L’accompagnement des acteurs du terrain dans les écoles doit être une priorité absolue : par des personnes compétentes tant en ce qui concerne le contenu qu’en ce qui concerne la dynamique du changement émergent. Nous en voulons comme preuve les expériences de terrain de ceux qui ont vécu le capotage de réformes antérieures (réforme du qualifiant, réforme du 1er degré, rénové etc…).
6. Changer/travailler sur les représentations, les préjugés des parents et de la société : tant que les parents de classe moyenne et supérieure – et même certains responsables politiques – continueront à penser qu’un enseignement qui convient aux enfants de milieux populaires va forcément baisser le niveau et pénaliser leur enfant, ils bloqueront et dénonceront le changement.
La chouette campagne « 10 idées fausses sur le Pacte » gagne donc à être élargie aux préjugés et représentations sociétales sur l’école.
7. Mais les représentations des enseignants et des parents ne changeront pas si les pratiques ne changent pas : et pas de changements dans les pratiques si pas d’investissement massif dans la formation et l’accompagnement des enseignants et / pour une co-construction et une appropriation du Tronc commun !
Et ce fameux TC … qui fait peur ou rêver…
Penser « TC », c’est penser réforme de grande envergure qui traverse les curricula, les pédagogies et les structures.
Une porte d’entrée se situe au niveau de la refonte des programmes, de la précision des contenus et des niveaux de maîtrise à viser / par cycle, dans les différents domaines d’apprentissage.
Le problème idéologique se pose là et non dans les grands principes auxquels beaucoup adhèrent.
Et enfin, le TC pose la question de ce qu’on apprend et de ce qu’on n’apprend pas ou plutôt de ce qui DOIT être appris à l’école.
Pour faire changer les pratiques, quelle formation continuée ?
Explicitation :
– les compétences nécessaires pour favoriser les apprentissages des enfants et des adolescents de milieux populaires
La palette est large de ce qu’offrent l’IFC et les réseaux mais elle ne rend ni explicites ni centrales les compétences nécessaires pour favoriser les apprentissages des enfants et des adolescents de milieux populaires (qui sont majoritaires dans l’enseignement dit différencié et dont la position et les conditions sociales sont basses).
Il s’agit de ne pas considérer ces jeunes comme des sous-élèves ou des élèves malades, qui ne présentent que des manques auxquels il faut remédier.
Favoriser leurs apprentissages c’est opérer une réelle transformation, et des représentations et des façons d’apprendre.
La nécessaire approche sociologique pour permettre la transformation
Pour qu’elle se fasse, les enseignants ont besoin d’être (in)formés : leur connaissance sociologique est en général fort mince voire nulle ou proche de représentations floues ou simplistes.
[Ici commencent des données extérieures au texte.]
//! Embedded text templates with typed placeholders.

use std::marker::PhantomData;

/// Values substituted into one embedded template.
pub trait TemplateVars {
    fn apply(&self, content: &str) -> String;
}

/// A compile-time embedded template bound to its variable set.
#[derive(Debug, Clone, Copy)]
pub struct Template<V> {
    content: &'static str,
    _marker: PhantomData<V>,
}

impl<V> Template<V> {
    pub const fn new(content: &'static str) -> Self {
        Self {
            content,
            _marker: PhantomData,
        }
    }
}

impl<V: TemplateVars> Template<V> {
    pub fn render(&self, vars: &V) -> String {
        vars.apply(self.content)
    }
}
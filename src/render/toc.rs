//! doctoc tables of contents.
//!
//! The course sources carry a table of contents between doctoc markers so
//! they read well on GitHub. [`update_toc`] regenerates it: headings down to
//! level 3, no title, GitHub anchors. A document without markers gets one
//! at the top.

use std::fmt::Write as _;

use rustc_hash::FxHashMap;

use super::markdown::{slugify, unique};
use super::remark::{DOCTOC_END, DOCTOC_START, doctoc_blocks, top_level_headings};

/// Deepest heading level listed.
const TOC_DEPTH: usize = 3;

const MARKER_TAIL: &str = " generated TOC please keep comment here to allow auto update -->";
const DONT_EDIT: &str = "<!-- DON'T EDIT THIS SECTION, INSTEAD RE-RUN doctoc TO UPDATE -->";

/// The document with a fresh table of contents, or `None` if it is already
/// up to date or has nothing to list.
///
/// With an existing table only the headings below it are listed.
pub fn update_toc(markdown: &str) -> Option<String> {
    let existing = doctoc_blocks(markdown).into_iter().next();
    if existing.is_none() && markdown.contains(DOCTOC_START) {
        // Unterminated block, already reported.
        return None;
    }
    let listed_from = existing.as_ref().map_or(0, |block| block.end);

    // Anchors are numbered over every heading, like GitHub does.
    let mut seen = FxHashMap::default();
    let entries: Vec<(usize, String, String)> = top_level_headings(markdown)
        .into_iter()
        .filter_map(|heading| {
            let anchor = unique(&mut seen, slugify(&heading.text));
            (heading.line_start >= listed_from && heading.level <= TOC_DEPTH)
                .then_some((heading.level, heading.text, anchor))
        })
        .collect();

    if entries.is_empty() && existing.is_none() {
        return None;
    }

    let block = toc_block(&entries);
    let updated = match existing {
        Some(range) => format!("{}{block}{}", &markdown[..range.start], &markdown[range.end..]),
        None => format!("{block}\n{markdown}"),
    };
    (updated != markdown).then_some(updated)
}

fn toc_block(entries: &[(usize, String, String)]) -> String {
    let top = entries.iter().map(|(level, ..)| *level).min().unwrap_or(1);

    let mut block = format!("{DOCTOC_START}{MARKER_TAIL}\n{DONT_EDIT}\n\n");
    for (level, text, anchor) in entries {
        let indent = "  ".repeat(level - top);
        let _ = writeln!(block, "{indent}- [{text}](#{anchor})");
    }
    let _ = writeln!(block, "\n{DOCTOC_END}{MARKER_TAIL}");
    block
}

#[cfg(test)]
mod tests {
    use super::*;
    use crate::render::remark::{RemarkOptions, to_slides};

    #[test]
    fn test_toc_inserted_at_top() {
        let md = "# Git\n\nIntro.\n\n## Branches\n\n### Merging\n\n#### Too deep\n\n```sh\n# not a heading\n```\n";
        let updated = update_toc(md).unwrap();

        let (toc, rest) = updated.split_once("<!-- END doctoc").unwrap();
        assert!(toc.starts_with("<!-- START doctoc generated TOC"));
        assert!(toc.ends_with(
            "- [Git](#git)\n  - [Branches](#branches)\n    - [Merging](#merging)\n\n"
        ));
        assert!(!toc.contains("Too deep"));
        assert!(!toc.contains("not a heading"));
        assert!(rest.ends_with(md));
    }

    #[test]
    fn test_existing_toc_replaced_in_place() {
        let md = "# Git\n\n<!-- START doctoc generated TOC please keep comment here to allow auto update -->\n- [Old](#old)\n<!-- END doctoc generated TOC please keep comment here to allow auto update -->\n\n## Branches\n\n## Remotes\n";
        let updated = update_toc(md).unwrap();

        assert!(updated.starts_with("# Git\n\n<!-- START doctoc"));
        assert!(!updated.contains("[Old]"));
        // Only headings below the table are listed.
        assert!(!updated.contains("[Git]"));
        assert!(updated.contains("\n- [Branches](#branches)\n- [Remotes](#remotes)\n"));
        assert!(updated.ends_with("-->\n\n## Branches\n\n## Remotes\n"));
    }

    #[test]
    fn test_update_is_idempotent() {
        let once = update_toc("# A\n\n## B\n").unwrap();
        assert_eq!(update_toc(&once), None);
    }

    #[test]
    fn test_duplicate_anchors_numbered() {
        let updated = update_toc("## Usage\n\n### Example\n\n## Usage\n\n### Example\n").unwrap();
        assert!(updated.contains("- [Usage](#usage)\n  - [Example](#example)\n- [Usage](#usage-1)\n  - [Example](#example-1)\n"));
    }

    #[test]
    fn test_nothing_to_list() {
        assert_eq!(update_toc("Just text.\n"), None);
        assert_eq!(update_toc("<!-- START doctoc -->\n# A\n"), None);
    }

    #[test]
    fn test_generated_toc_dropped_from_slides() {
        let updated = update_toc("# Git\n\n## Branches\n").unwrap();
        let slides = to_slides(&updated, RemarkOptions::default());
        assert!(!slides.contains("doctoc"));
        assert!(slides.starts_with("class: center, middle\n\n# Git\n"), "{slides}");
    }
}
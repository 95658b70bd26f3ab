//! Path utilities.
//!
//! - [`fs`]: normalization and resolution against the project root

pub mod fs;

pub use fs::{clean, normalize_path, resolve_path, to_slash};
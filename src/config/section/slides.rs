//! `[slides]` section configuration.
//!
//! ```toml
//! [slides]
//! fallback_title = "Slides"         # deck without a level-1 heading
//! breadcrumbs = true                # `.breadcrumbs[A > B]` on sub-slides
//! highlight_lines = true            # remark options
//! highlight_spans = true
//! count_incremental_slides = false
//! ```

use serde::{Deserialize, Serialize};

#[derive(Debug, Clone, PartialEq, Serialize, Deserialize)]
#[serde(default)]
pub struct SlidesConfig {
    pub fallback_title: String,
    pub breadcrumbs: bool,
    pub highlight_lines: bool,
    pub highlight_spans: bool,
    pub count_incremental_slides: bool,
}

impl Default for SlidesConfig {
    fn default() -> Self {
        Self {
            fallback_title: "Slides".to_string(),
            breadcrumbs: true,
            highlight_lines: true,
            highlight_spans: true,
            count_incremental_slides: false,
        }
    }
}

impl SlidesConfig {
    /// Options object handed to `remark.create()` in the slide template.
    pub fn remark_options(&self) -> serde_json::Value {
        serde_json::json!({
            "highlightLines": self.highlight_lines,
            "highlightSpans": self.highlight_spans,
            "countIncrementalSlides": self.count_incremental_slides,
        })
    }
}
Il nous semble utile et premier de voir où se situent les milieux populaires dans la société et quelles sont leurs caractéristiques en termes de rapport au temps, à l’espace, à l’école, aux savoirs, à l’écriture, aux normes, au travail, à l’apprentissage… tous rapports à … qui interviennent dans les apprentissages, qu’ils se fassent à partir d’exposés ou de méthodes actives. Depuis Bourdieu, des sociologues, psychologues, pédagogues ont travaillé les habitus et rapports à … en considérant les liens des divers milieux avec l’école. Des études existent donc depuis plus de 20 ans (Equipe Escol, dont Bernard Charlot et Cie) mais sont méconnues d’une majorité d’enseignants et de formateurs de futurs enseignants.
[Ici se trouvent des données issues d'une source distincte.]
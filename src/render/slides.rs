//! Slide deck pages.

use std::borrow::Cow;

use serde::Serialize;

use super::remark::{self, RemarkOptions};
use super::title::{deck_title, page_title};
use super::{RenderedPage, TemplateError, TemplateSnapshot};
use crate::config::{SiteConfig, SiteInfoConfig};
use crate::page::{SlidePlan, rewrite_relative_links};

/// Variables available to the slide template.
#[derive(Debug, Serialize)]
struct SlideContext<'a> {
    /// Relative path from the deck to the build root, without trailing `/`.
    base_path: String,
    /// remark.js slide markup.
    source: &'a str,
    title: String,
    webfonts: bool,
    remark: serde_json::Value,
    site: &'a SiteInfoConfig,
}

/// Render one deck. `markdown` is the document exactly as read from disk.
pub fn render_slides(
    plan: &SlidePlan,
    markdown: &str,
    template: &TemplateSnapshot,
    config: &SiteConfig,
) -> Result<RenderedPage, TemplateError> {
    let markdown = if plan.kind.moves_down() {
        rewrite_relative_links(markdown)
    } else {
        Cow::Borrowed(markdown)
    };

    let title = deck_title(&markdown, &config.slides.fallback_title);
    let source = remark::to_slides(
        &markdown,
        RemarkOptions {
            breadcrumbs: config.slides.breadcrumbs,
        },
    );

    let html = template.render(SlideContext {
        base_path: plan.base_path(),
        source: &source,
        title: page_title(&title, &config.site.title),
        webfonts: config.build.webfonts,
        remark: config.slides.remark_options(),
        site: &config.site,
    })?;

    Ok(RenderedPage {
        source: config.build.content.join(&plan.source),
        dest: config.content_output_dir().join(&plan.dest),
        bytes: html.into_bytes(),
    })
}

#[cfg(test)]
mod tests {
    use super::*;
    use crate::page::plan_slide;
    use crate::render::TemplateHandle;
    use std::fs;
    use std::path::Path;

    const TEMPLATE: &str = "{{ title }}|{{ base_path|tojson }}|{{ webfonts|tojson }}|{{ remark|tojson }}|{{ site.title }}\n{{ source|safe }}";

    fn setup() -> (tempfile::TempDir, SiteConfig, TemplateHandle) {
        let dir = tempfile::tempdir().unwrap();
        crate::config::test_site(dir.path());
        let config = crate::config::test_config(dir.path());
        let path = dir.path().join("templates/remark.html");
        fs::write(&path, TEMPLATE).unwrap();
        let handle = TemplateHandle::load(&path).unwrap();
        (dir, config, handle)
    }

    fn render(config: &SiteConfig, handle: &TemplateHandle, rel: &str, md: &str) -> String {
        let plan = plan_slide(&config.build.content, &config.build.content.join(rel)).unwrap();
        let page = render_slides(&plan, md, &handle.snapshot(), config).unwrap();
        String::from_utf8(page.bytes).unwrap()
    }

    #[test]
    fn test_readme_deck() {
        let (_dir, config, handle) = setup();
        let html = render(&config, &handle, "js/README.md", "# JavaScript\n\n[next](../git/)\n");

        let head = html.lines().next().unwrap();
        assert!(head.starts_with("JavaScript (Course)|\"../..\"|true|"), "{head}");
        assert!(head.contains("\"highlightLines\":true"));
        assert!(head.ends_with("|Course"));
        // README documents keep their links.
        assert!(html.contains("[next](../git/)"));
        assert!(html.contains("class: center, middle"));
    }

    #[test]
    fn test_demo_template_renders() {
        let (dir, config, _) = setup();
        let path = dir.path().join("templates/demo.html");
        fs::write(&path, include_str!("../../demos/site/templates/remark.html")).unwrap();
        let handle = TemplateHandle::load(&path).unwrap();

        let html = render(&config, &handle, "js/README.md", "# Tips & Tricks\n\n<kbd>q</kbd>\n");
        assert!(html.contains("<title>Tips &amp; Tricks (Course)</title>"), "{html}");
        assert!(html.contains("course.css"));
        assert!(html.contains("remark.create({"), "{html}");
        assert!(html.contains(r#""highlightLines":true"#));
        // The deck source is escaped inside the textarea.
        assert!(html.contains("&lt;kbd&gt;q"));
        assert!(!html.contains("<kbd>"));
    }

    #[test]
    fn test_named_doc_links_rewritten_once() {
        let (_dir, config, handle) = setup();
        let html = render(&config, &handle, "js/INSTALL.md", "# Install\n\n[back](../README.md)\n");

        assert!(html.starts_with("Install (Course)|\"../../..\"|"));
        assert!(html.contains("[back](../../README.md)"));
        assert!(!html.contains("../../../README.md"));
    }

    #[test]
    fn test_fallback_title() {
        let (_dir, config, handle) = setup();
        let html = render(&config, &handle, "js/notes.md", "## Only a subtitle\n");
        assert!(html.starts_with("Slides (Course)|"));
    }

    #[test]
    fn test_page_paths() {
        let (_dir, config, handle) = setup();
        let plan = plan_slide(
            &config.build.content,
            &config.build.content.join("js/INSTALL.md"),
        )
        .unwrap();
        let page = render_slides(&plan, "# Install\n", &handle.snapshot(), &config).unwrap();

        assert_eq!(page.source, config.build.content.join("js/INSTALL.md"));
        assert_eq!(
            page.dest,
            config.build.output.join("subjects/js/install/index.html")
        );
        assert!(page.dest.starts_with(Path::new(&config.build.output)));
    }
}
//! Process-wide state shared by the server, the watcher and Ctrl+C.

mod state;

pub use state::{
    is_serving, is_shutdown, register_server, register_shutdown, set_serving,
    setup_shutdown_handler,
};
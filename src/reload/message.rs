//! Live reload message protocol.
//!
//! JSON text frames from the server to the browser:
//!
//! - `{"type":"connected","version":"…"}` after the handshake
//! - `{"type":"reload","reason":"…"}` after a rebuild that wrote files

use serde::{Deserialize, Serialize};

#[derive(Debug, Clone, PartialEq, Eq, Serialize, Deserialize)]
#[serde(tag = "type", rename_all = "lowercase")]
pub enum ReloadMessage {
    Connected {
        version: String,
    },
    Reload {
        #[serde(skip_serializing_if = "Option::is_none")]
        reason: Option<String>,
    },
}

impl ReloadMessage {
    pub fn connected() -> Self {
        Self::Connected {
            version: env!("CARGO_PKG_VERSION").to_string(),
        }
    }

    pub fn reload(reason: impl Into<String>) -> Self {
        Self::Reload {
            reason: Some(reason.into()),
        }
    }

    pub fn to_json(&self) -> String {
        serde_json::to_string(self).unwrap_or_else(|_| r#"{"type":"reload"}"#.to_string())
    }

    #[cfg(test)]
    pub fn from_json(s: &str) -> Option<Self> {
        serde_json::from_str(s).ok()
    }
}
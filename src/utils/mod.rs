//! Small helpers shared across the crate.

pub mod exec;
pub mod hash;
pub mod mime;
pub mod path;
pub mod plural;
Ces études devraient être traduites en modules de formation liant recherches et observations sur le terrain. Voilà pour une première facette.
– Et dans la classe…
Une fois que l’approche sociologique a permis de voir avec qui l’on travaille à l’école et comment les enfants se situent vis à vis des apprentissages (sans les prédéterminer mais en faisant attention à des caractéristiques liées aux positions socio-économiques des parents et aux conditions de vie des familles), il s’agit de voir comment en tenir compte dans les classes et ne pas en faire des lieux de création ou de renforcement des inégalités sociales.
Ceci demande d’une part un travail à propos des façons d’apprendre, à voir dans le détail comme le fait Stéphane Bonnery ( aussi proche de l’équipe Escol) et un travail de construction du groupe classe afin d’y instaurer une culture commune et de production dans la ligne de Freinet restitué aux milieux populaires. Et même de la pédagogie institutionnelle.
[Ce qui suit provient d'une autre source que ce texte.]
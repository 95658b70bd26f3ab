//! Build Actor - applies watched changes to the build directory.
//!
//! Messages are handled one at a time, so a batch arriving during a rebuild
//! waits in the channel. Failures are reported on the watch status line and
//! the actor keeps running.

use std::sync::Arc;

use tokio::sync::mpsc;

use super::messages::{BuildMsg, Change, WsMsg};
use crate::logger::{status_error, status_success};
use crate::pipeline::{
    BuildContext, BuildTarget, TargetReport, build_target, rebuild_paths, remove_outputs,
};
use crate::render::{ReloadOutcome, TemplateKind};
use crate::utils::plural::plural_count;

/// What one batch did.
#[derive(Debug, Default)]
pub struct BatchOutcome {
    pub reports: Vec<TargetReport>,
    /// Failures that are not tied to one source file.
    pub errors: Vec<String>,
}

impl BatchOutcome {
    pub fn changed(&self) -> bool {
        self.reports.iter().any(TargetReport::changed)
    }

    pub fn written(&self) -> usize {
        self.reports.iter().map(|r| r.written.len()).sum()
    }

    pub fn removed(&self) -> usize {
        self.reports.iter().map(|r| r.removed.len()).sum()
    }

    /// One line per failure, file failures first.
    pub fn failures(&self, ctx: &BuildContext) -> Vec<String> {
        self.reports
            .iter()
            .flat_map(|r| &r.failures)
            .map(|f| format!("{}: {:#}", ctx.display(&f.path), f.error))
            .chain(self.errors.iter().cloned())
            .collect()
    }

    fn summary(&self) -> String {
        match (self.written(), self.removed()) {
            (0, 0) => "up to date".to_string(),
            (written, 0) => format!("rebuilt {}", plural_count(written, "file")),
            (0, removed) => format!("removed {}", plural_count(removed, "output")),
            (written, removed) => format!(
                "rebuilt {}, removed {}",
                plural_count(written, "file"),
                plural_count(removed, "output")
            ),
        }
    }
}

/// The target whose pages are rendered with `kind`.
const fn rendered_by(kind: TemplateKind) -> BuildTarget {
    match kind {
        TemplateKind::Index => BuildTarget::Index,
        TemplateKind::Slides => BuildTarget::Slides,
    }
}

/// Apply a batch in order. Blocking; runs the per-target work on rayon.
pub fn apply_changes(ctx: &BuildContext, changes: &[Change]) -> BatchOutcome {
    let mut outcome = BatchOutcome::default();

    for change in changes {
        match change {
            Change::Rebuild { target, paths } => {
                outcome.reports.push(rebuild_paths(ctx, *target, paths));
            }
            Change::Remove { target, paths } => {
                outcome.reports.push(remove_outputs(ctx, *target, paths));
            }
            Change::Template(kind) => match ctx.templates.get(*kind).reload() {
                Ok(ReloadOutcome::Unchanged) => {
                    crate::debug!("watch"; "{} unchanged", kind.label());
                }
                Ok(ReloadOutcome::Reloaded { version }) => {
                    crate::debug!("watch"; "{} reloaded (v{})", kind.label(), version);
                    outcome.reports.push(build_target(ctx, rendered_by(*kind), None));
                }
                Err(e) => outcome.errors.push(format!("{}: {}", kind.label(), e)),
            },
        }
    }

    outcome
}

/// Build Actor - sequential rebuilds
pub struct BuildActor {
    rx: mpsc::Receiver<BuildMsg>,
    /// None when watching without a server.
    ws_tx: Option<mpsc::Sender<WsMsg>>,
    ctx: Arc<BuildContext>,
}

impl BuildActor {
    pub fn new(
        rx: mpsc::Receiver<BuildMsg>,
        ws_tx: Option<mpsc::Sender<WsMsg>>,
        ctx: Arc<BuildContext>,
    ) -> Self {
        Self { rx, ws_tx, ctx }
    }

    /// Run the actor event loop
    pub async fn run(mut self) {
        while let Some(msg) = self.rx.recv().await {
            match msg {
                BuildMsg::Apply(changes) => self.handle_batch(changes).await,
                BuildMsg::Shutdown => {
                    crate::debug!("build"; "shutting down");
                    break;
                }
            }
        }
    }

    async fn handle_batch(&self, changes: Vec<Change>) {
        let ctx = Arc::clone(&self.ctx);
        let result = tokio::task::spawn_blocking(move || apply_changes(&ctx, &changes)).await;

        let outcome = match result {
            Ok(outcome) => outcome,
            Err(e) => {
                status_error("rebuild crashed", &e.to_string());
                return;
            }
        };

        let failures = outcome.failures(&self.ctx);
        if failures.is_empty() {
            status_success(&outcome.summary());
        } else {
            let summary = format!(
                "{} ({} failed)",
                outcome.summary(),
                plural_count(failures.len(), "file")
            );
            status_error(&summary, &failures.join("\n"));
        }

        if outcome.changed() {
            self.notify_reload(&outcome.summary());
        }
    }

    /// Fire-and-forget: a full or closed channel only costs one reload.
    fn notify_reload(&self, reason: &str) {
        let Some(tx) = &self.ws_tx else { return };
        let msg = WsMsg::Reload {
            reason: reason.to_string(),
        };
        if let Err(e) = tx.try_send(msg) {
            crate::debug!("ws"; "reload not sent: {}", e);
        }
    }
}

#[cfg(test)]
mod tests {
    use super::*;
    use crate::config::{test_config, test_site};
    use std::fs;

    fn built(dir: &std::path::Path) -> BuildContext {
        test_site(dir);
        let ctx = BuildContext::new(test_config(dir)).unwrap();
        crate::pipeline::build_all(&ctx, true).unwrap();
        ctx
    }

    #[test]
    fn test_rebuild_then_remove() {
        let dir = tempfile::tempdir().unwrap();
        let ctx = built(dir.path());
        let install = ctx.config.build.content.join("js/INSTALL.md");
        fs::write(&install, "# Install\n").unwrap();

        let outcome = apply_changes(
            &ctx,
            &[Change::Rebuild {
                target: BuildTarget::Slides,
                paths: vec![install.clone()],
            }],
        );
        let deck = ctx.config.content_output_dir().join("js/install/index.html");
        assert!(deck.is_file());
        assert_eq!(outcome.written(), 1);
        assert_eq!(outcome.summary(), "rebuilt 1 file");

        fs::remove_file(&install).unwrap();
        let outcome = apply_changes(
            &ctx,
            &[Change::Remove {
                target: BuildTarget::Slides,
                paths: vec![install],
            }],
        );
        assert!(!deck.exists());
        assert!(outcome.changed());
        assert_eq!(outcome.summary(), "removed 1 output");
    }

    #[test]
    fn test_template_change_rerenders_its_pages() {
        let dir = tempfile::tempdir().unwrap();
        let ctx = built(dir.path());
        let index_out = ctx.config.build.output.join("index.html");
        let index_before = fs::read(&index_out).unwrap();

        fs::write(
            &ctx.config.templates.slides,
            "<html><title>{{ title }}</title><p>v2</p></html>",
        )
        .unwrap();
        let outcome = apply_changes(&ctx, &[Change::Template(TemplateKind::Slides)]);

        assert!(outcome.failures(&ctx).is_empty());
        assert_eq!(outcome.written(), 1);
        let deck =
            fs::read_to_string(ctx.config.content_output_dir().join("js/index.html")).unwrap();
        assert!(deck.contains("<p>v2</p>"));
        assert_eq!(fs::read(&index_out).unwrap(), index_before);
    }

    #[test]
    fn test_unchanged_template_writes_nothing() {
        let dir = tempfile::tempdir().unwrap();
        let ctx = built(dir.path());
        let outcome = apply_changes(&ctx, &[Change::Template(TemplateKind::Index)]);
        assert!(!outcome.changed());
        assert_eq!(outcome.summary(), "up to date");
    }

    #[test]
    fn test_broken_template_reported_old_kept() {
        let dir = tempfile::tempdir().unwrap();
        let ctx = built(dir.path());
        fs::write(&ctx.config.templates.index, "{% if %}").unwrap();

        let outcome = apply_changes(&ctx, &[Change::Template(TemplateKind::Index)]);
        let failures = outcome.failures(&ctx);
        assert_eq!(failures.len(), 1);
        assert!(failures[0].starts_with("index template: "));
        assert_eq!(ctx.templates.index.snapshot().version(), 1);
    }

    #[test]
    fn test_failure_does_not_stop_batch() {
        let dir = tempfile::tempdir().unwrap();
        let ctx = built(dir.path());
        let broken = ctx.config.build.content.join("js/BROKEN.md");
        fs::write(&broken, [0xff, 0xfe]).unwrap();
        fs::write(ctx.config.build.content.join("js/README.md"), "# JS v2\n").unwrap();

        let outcome = apply_changes(
            &ctx,
            &[
                Change::Rebuild {
                    target: BuildTarget::Slides,
                    paths: vec![broken],
                },
                Change::Rebuild {
                    target: BuildTarget::Slides,
                    paths: vec![ctx.config.build.content.join("js/README.md")],
                },
            ],
        );
        assert_eq!(outcome.failures(&ctx).len(), 1);
        assert_eq!(outcome.written(), 1);
    }

    #[tokio::test]
    async fn test_actor_sends_reload_after_write() {
        let dir = tempfile::tempdir().unwrap();
        let ctx = Arc::new(built(dir.path()));
        let (build_tx, build_rx) = mpsc::channel(4);
        let (ws_tx, mut ws_rx) = mpsc::channel(4);
        let actor = BuildActor::new(build_rx, Some(ws_tx), Arc::clone(&ctx));
        let handle = tokio::spawn(actor.run());

        build_tx
            .send(BuildMsg::Apply(vec![Change::Rebuild {
                target: BuildTarget::Index,
                paths: vec![ctx.config.build.readme.clone()],
            }]))
            .await
            .unwrap();
        build_tx.send(BuildMsg::Shutdown).await.unwrap();
        handle.await.unwrap();

        assert!(matches!(ws_rx.recv().await, Some(WsMsg::Reload { .. })));
    }
}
Sociologie et socio-pédagogie donc.
– Comment concevoir cette formation continuée ?
Nous ne pouvons ici en décrire des modalités dans le détail entre autres parce qu’elles dépendent aussi du formateur mais pour nous, un aller-retour constant entre pratiques analysées avec regard critique ET théorisation appuyée sur les recherches mentionnées plus haut, est une approche essentielle. Mais un jour ou deux ou même trois de ce genre de formation ne garantit en aucun cas une transformation d’emblée dans les façons de faire apprendre.
Un accompagnement est nécessaire sur le terrain. Suite à ces formations, quelles attentions, façons neuves de faire dans telle ou telle discipline et quelle intervision et intervention de la personne accompagnante qui a des connaissances du sujet (ce qui n’est pas souvent le cas de beaucoup d’actuels conseillers pédagogiques sans doute compétents mais pas dans ce sujet-ci).
Ce que nous appelons compétences ici = connaissance des milieux populaires et pas seulement théorique : connaissances sociologiques et socio-pédagogiques dans la ligne de l‘équipe Escol ou apparentés.
Si donc la façon de faire apprendre change et tient compte des approches des milieux populaires – autres que celles des classes moyennes et moyennes supérieures – il n’ y a donc pas lieu d’insister sur la remédiation qui est une 2ème étape, prévue pour les élèves qui ne seraient pas entrés ou trop peu entrés dans les apprentissages. C’est d’abord la première étape, celle du moment collectif d’apprendre qui est à transformer et on ne peut laisser cette première étape en l’état et voir comment soigner ceux qui ne s’y sont pas retrouvés parce que leur rapport à l’apprentissage n’a pas été pris en compte. Parce que, dans ce cas-là, où l’on n’aurait pas transformé cette étape : où on l’aurait laissée en l’état, du coup « remédier » … vous voyez ça comment ?…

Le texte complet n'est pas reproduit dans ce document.